> [Your instructions] Which lines of the data contain the string "filename"? Copy every one of them.

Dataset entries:
Content starts
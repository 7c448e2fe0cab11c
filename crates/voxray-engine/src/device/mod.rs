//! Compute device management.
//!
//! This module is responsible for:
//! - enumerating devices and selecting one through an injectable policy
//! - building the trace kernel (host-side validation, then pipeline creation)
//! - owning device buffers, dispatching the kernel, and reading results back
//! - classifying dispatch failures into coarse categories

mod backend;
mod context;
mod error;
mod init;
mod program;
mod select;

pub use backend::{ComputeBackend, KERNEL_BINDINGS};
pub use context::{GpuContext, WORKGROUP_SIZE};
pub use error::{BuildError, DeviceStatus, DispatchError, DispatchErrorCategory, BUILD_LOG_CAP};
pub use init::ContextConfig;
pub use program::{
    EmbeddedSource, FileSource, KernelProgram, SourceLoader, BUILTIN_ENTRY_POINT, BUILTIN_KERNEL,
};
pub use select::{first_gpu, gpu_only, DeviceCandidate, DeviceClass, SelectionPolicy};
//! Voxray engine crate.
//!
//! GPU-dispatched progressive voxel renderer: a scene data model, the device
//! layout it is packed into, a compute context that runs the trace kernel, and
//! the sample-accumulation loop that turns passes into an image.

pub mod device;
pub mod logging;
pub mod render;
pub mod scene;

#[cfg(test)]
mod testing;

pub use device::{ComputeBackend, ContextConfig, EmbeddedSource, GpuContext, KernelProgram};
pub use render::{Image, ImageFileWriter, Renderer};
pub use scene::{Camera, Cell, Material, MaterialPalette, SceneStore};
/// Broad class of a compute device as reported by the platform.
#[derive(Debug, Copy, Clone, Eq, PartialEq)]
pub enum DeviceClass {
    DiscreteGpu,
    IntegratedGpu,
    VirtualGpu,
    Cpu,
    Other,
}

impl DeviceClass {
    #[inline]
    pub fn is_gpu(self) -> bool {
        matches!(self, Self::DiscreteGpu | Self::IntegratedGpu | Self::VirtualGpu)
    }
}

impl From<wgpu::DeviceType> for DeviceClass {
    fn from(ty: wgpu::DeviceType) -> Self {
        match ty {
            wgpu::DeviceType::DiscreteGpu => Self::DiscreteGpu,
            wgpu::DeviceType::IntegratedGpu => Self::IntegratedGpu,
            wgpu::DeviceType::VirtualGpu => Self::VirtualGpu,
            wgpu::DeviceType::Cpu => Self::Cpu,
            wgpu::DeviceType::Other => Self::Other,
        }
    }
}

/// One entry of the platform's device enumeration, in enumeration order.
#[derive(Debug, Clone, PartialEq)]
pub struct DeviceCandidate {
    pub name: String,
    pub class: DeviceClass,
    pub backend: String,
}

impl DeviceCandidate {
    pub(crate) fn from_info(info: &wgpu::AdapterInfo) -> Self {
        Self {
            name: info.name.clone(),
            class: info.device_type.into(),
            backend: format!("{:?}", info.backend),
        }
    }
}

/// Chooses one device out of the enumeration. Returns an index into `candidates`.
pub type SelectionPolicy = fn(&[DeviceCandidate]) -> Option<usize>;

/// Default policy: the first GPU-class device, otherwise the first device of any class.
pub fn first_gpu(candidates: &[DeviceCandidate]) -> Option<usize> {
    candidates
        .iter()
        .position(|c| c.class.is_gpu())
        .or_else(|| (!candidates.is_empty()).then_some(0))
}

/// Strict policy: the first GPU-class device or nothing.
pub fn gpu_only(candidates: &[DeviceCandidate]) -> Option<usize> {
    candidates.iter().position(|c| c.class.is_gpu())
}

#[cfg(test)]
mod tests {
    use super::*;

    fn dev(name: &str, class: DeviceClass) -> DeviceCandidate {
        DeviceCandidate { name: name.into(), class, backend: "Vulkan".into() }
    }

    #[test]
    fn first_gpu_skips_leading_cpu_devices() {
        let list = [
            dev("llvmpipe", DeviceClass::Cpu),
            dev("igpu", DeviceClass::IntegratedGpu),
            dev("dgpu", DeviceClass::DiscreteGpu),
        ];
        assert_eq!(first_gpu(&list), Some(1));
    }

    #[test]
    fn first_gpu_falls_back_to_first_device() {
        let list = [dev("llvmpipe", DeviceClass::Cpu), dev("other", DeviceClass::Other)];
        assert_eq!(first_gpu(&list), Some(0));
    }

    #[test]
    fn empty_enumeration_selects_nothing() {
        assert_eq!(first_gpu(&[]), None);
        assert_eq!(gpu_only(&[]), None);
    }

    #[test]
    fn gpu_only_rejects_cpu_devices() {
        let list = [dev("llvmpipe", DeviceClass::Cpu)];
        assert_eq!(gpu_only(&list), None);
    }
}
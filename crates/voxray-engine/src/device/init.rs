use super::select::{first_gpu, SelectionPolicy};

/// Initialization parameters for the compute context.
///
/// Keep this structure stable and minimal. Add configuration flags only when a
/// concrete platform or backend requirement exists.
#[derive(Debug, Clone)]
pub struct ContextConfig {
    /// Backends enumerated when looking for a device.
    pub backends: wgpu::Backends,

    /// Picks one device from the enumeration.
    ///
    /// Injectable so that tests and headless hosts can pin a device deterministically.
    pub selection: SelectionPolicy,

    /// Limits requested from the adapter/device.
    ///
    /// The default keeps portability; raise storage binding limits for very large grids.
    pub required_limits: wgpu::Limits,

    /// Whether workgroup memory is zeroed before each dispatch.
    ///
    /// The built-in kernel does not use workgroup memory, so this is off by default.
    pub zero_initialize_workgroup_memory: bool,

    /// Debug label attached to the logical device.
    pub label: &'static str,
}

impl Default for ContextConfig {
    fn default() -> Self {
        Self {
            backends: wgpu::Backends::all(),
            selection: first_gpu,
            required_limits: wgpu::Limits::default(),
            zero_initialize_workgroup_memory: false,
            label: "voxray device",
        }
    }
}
Content ends
> [Task answer]
filename crates/voxray-engine/src/device/mod.rs
filename crates/voxray-engine/src/device/init.rs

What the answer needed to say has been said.